* Prompt
In the records, find every line with the word "TMessage" and copy it out.
*** Provided material ***
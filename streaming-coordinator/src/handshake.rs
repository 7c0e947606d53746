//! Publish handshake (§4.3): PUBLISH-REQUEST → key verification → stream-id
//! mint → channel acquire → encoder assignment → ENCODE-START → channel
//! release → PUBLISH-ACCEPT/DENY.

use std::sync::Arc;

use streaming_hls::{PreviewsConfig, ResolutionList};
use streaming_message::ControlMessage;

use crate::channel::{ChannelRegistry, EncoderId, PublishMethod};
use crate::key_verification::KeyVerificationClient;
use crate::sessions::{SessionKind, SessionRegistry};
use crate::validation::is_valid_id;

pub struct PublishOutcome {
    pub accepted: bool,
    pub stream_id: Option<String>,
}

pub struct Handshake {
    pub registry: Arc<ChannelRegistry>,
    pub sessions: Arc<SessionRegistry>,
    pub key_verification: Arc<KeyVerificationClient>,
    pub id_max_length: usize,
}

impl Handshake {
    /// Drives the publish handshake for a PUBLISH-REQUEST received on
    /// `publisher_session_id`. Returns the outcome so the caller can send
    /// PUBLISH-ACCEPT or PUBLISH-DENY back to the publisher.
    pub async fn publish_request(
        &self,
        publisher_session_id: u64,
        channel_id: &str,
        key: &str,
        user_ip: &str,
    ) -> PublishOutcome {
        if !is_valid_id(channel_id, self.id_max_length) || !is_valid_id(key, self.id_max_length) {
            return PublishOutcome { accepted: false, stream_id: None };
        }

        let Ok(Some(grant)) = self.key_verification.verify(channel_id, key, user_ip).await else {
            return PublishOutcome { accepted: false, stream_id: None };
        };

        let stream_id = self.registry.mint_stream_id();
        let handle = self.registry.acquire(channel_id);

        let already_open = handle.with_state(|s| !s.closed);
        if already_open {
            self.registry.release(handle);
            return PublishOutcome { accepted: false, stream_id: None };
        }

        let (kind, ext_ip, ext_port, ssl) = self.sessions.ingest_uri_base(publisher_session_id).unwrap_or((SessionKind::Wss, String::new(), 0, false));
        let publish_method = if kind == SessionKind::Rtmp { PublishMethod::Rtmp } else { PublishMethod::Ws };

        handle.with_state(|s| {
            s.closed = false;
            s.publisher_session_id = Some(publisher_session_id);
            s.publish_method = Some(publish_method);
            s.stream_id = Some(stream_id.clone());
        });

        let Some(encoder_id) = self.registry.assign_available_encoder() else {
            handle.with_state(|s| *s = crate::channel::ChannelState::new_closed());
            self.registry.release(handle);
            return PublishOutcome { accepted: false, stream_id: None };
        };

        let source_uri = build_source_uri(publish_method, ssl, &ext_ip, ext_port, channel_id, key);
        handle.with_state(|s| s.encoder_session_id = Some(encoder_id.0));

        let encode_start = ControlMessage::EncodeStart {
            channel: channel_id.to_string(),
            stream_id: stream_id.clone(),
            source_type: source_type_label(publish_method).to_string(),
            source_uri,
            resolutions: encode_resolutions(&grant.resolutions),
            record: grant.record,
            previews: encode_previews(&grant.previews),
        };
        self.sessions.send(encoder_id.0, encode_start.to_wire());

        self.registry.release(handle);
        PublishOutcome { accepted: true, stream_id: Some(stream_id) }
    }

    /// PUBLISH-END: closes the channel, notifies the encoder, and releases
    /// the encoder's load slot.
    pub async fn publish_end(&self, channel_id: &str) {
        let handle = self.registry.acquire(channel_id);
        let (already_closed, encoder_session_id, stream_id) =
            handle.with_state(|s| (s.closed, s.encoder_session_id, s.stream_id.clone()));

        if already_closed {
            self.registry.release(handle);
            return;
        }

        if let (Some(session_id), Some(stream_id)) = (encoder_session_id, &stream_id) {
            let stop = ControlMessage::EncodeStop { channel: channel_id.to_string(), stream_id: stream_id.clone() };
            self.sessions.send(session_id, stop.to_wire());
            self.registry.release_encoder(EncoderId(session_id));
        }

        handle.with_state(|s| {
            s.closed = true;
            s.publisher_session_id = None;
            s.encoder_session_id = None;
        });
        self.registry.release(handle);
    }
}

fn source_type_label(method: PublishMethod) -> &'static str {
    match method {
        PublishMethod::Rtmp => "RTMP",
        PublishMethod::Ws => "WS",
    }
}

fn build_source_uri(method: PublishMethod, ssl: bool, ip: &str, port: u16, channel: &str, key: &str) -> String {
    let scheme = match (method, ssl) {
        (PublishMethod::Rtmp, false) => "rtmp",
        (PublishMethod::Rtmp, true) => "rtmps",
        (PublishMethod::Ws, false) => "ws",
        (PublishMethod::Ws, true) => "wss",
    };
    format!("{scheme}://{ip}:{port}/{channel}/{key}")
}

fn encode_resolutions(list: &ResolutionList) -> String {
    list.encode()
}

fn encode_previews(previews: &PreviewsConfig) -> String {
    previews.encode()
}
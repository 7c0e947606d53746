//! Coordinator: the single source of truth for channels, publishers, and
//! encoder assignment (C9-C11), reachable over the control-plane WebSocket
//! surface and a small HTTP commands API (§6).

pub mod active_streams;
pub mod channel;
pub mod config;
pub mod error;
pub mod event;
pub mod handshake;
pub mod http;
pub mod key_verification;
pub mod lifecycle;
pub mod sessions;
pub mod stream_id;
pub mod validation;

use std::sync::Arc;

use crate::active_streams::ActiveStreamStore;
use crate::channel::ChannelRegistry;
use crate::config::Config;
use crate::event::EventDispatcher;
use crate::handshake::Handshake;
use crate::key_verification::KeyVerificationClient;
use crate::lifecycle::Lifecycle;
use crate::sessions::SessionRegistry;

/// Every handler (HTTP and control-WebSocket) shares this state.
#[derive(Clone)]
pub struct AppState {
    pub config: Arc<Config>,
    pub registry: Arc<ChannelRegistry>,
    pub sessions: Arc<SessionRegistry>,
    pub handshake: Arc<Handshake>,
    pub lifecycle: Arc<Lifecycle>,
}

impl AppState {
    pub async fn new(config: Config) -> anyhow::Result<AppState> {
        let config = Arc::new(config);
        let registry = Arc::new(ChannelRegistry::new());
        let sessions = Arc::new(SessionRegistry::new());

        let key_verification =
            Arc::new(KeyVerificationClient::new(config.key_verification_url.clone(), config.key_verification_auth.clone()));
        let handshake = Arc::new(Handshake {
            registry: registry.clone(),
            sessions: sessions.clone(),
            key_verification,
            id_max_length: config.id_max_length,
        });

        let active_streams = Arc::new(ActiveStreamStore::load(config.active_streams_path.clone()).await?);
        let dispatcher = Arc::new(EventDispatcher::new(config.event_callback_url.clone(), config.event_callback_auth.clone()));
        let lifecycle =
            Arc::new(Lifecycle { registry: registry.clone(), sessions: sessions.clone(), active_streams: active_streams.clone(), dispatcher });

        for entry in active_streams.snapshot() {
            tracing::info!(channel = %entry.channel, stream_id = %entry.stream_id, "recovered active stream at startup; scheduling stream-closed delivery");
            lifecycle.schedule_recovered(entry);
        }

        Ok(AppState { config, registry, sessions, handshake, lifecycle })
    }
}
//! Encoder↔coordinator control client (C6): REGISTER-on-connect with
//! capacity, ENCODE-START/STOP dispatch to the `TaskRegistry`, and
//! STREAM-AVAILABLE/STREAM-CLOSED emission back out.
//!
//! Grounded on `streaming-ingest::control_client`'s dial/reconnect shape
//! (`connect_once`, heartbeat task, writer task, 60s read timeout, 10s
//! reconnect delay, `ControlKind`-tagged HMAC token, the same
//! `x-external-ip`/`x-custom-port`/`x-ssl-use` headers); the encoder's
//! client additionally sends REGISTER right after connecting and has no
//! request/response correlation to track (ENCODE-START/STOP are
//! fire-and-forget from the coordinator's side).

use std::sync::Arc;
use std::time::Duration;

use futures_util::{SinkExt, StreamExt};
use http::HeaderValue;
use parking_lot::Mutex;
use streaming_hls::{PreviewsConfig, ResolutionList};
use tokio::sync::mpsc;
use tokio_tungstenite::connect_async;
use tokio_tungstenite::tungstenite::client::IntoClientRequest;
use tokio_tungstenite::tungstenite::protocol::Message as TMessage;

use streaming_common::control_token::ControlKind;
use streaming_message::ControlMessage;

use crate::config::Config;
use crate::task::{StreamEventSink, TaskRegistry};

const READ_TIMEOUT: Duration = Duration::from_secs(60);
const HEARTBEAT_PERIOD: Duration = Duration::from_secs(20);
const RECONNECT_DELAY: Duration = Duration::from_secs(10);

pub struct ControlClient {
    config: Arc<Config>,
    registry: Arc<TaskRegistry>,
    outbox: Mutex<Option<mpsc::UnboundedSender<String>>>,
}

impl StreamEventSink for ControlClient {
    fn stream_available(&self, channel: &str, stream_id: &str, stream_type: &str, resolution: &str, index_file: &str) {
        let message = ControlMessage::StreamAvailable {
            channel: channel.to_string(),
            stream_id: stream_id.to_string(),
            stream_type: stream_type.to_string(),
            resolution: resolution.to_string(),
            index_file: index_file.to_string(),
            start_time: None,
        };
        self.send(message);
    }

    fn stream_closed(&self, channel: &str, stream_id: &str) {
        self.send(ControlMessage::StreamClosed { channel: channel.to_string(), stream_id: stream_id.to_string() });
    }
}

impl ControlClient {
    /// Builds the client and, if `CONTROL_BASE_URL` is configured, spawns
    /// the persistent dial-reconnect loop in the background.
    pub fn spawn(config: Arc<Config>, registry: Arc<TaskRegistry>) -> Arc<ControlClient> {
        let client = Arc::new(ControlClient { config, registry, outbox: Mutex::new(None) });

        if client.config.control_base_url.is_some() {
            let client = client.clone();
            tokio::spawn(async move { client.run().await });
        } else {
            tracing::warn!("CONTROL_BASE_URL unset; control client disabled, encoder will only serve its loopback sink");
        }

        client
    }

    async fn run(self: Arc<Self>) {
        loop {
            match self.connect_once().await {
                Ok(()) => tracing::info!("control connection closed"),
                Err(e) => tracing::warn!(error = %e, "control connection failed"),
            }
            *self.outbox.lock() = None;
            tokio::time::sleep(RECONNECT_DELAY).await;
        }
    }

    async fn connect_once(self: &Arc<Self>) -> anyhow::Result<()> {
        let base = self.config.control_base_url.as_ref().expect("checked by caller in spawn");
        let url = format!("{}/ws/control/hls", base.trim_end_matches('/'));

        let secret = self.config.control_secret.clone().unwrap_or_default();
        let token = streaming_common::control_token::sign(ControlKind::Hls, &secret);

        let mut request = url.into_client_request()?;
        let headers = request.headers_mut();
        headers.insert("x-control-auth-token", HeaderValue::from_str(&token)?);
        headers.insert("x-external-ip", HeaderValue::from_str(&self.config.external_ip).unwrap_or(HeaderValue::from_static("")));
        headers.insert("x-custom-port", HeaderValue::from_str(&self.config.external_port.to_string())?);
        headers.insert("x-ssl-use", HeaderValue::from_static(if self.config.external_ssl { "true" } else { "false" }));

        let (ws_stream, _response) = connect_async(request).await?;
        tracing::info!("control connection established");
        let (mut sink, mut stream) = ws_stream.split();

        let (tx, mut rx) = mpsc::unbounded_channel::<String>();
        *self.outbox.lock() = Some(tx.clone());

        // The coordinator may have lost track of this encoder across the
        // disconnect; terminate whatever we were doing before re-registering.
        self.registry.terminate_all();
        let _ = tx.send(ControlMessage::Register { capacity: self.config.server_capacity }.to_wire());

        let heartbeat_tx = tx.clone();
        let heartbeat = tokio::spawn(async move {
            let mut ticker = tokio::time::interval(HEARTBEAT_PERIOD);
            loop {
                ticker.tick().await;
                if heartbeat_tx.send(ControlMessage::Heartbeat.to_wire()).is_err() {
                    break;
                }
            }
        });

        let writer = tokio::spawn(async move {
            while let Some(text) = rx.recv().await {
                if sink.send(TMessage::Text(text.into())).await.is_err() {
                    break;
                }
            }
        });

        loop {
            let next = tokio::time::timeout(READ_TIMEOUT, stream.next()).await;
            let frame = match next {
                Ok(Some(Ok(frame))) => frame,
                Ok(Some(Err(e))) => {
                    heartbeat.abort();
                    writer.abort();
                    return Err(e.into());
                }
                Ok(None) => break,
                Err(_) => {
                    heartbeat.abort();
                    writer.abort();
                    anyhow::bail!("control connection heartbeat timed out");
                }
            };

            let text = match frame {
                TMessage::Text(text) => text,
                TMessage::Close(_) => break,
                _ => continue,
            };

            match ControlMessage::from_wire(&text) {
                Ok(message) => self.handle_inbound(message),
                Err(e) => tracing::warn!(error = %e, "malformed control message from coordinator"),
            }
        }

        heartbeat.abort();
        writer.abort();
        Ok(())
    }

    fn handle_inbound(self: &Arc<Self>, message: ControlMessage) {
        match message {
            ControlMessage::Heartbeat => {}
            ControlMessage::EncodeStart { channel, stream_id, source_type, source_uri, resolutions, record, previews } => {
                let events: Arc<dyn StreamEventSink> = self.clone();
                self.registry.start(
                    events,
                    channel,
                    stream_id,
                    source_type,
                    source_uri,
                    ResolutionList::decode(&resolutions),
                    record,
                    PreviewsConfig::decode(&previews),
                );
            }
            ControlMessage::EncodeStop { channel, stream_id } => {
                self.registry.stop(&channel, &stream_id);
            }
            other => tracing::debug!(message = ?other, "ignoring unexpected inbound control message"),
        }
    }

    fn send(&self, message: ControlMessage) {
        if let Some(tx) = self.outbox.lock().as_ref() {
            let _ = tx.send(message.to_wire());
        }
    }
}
***
* Task output
use tokio_tungstenite::tungstenite::protocol::Message as TMessage;
                if sink.send(TMessage::Text(text.into())).await.is_err() {
                TMessage::Text(text) => text,
                TMessage::Close(_) => break,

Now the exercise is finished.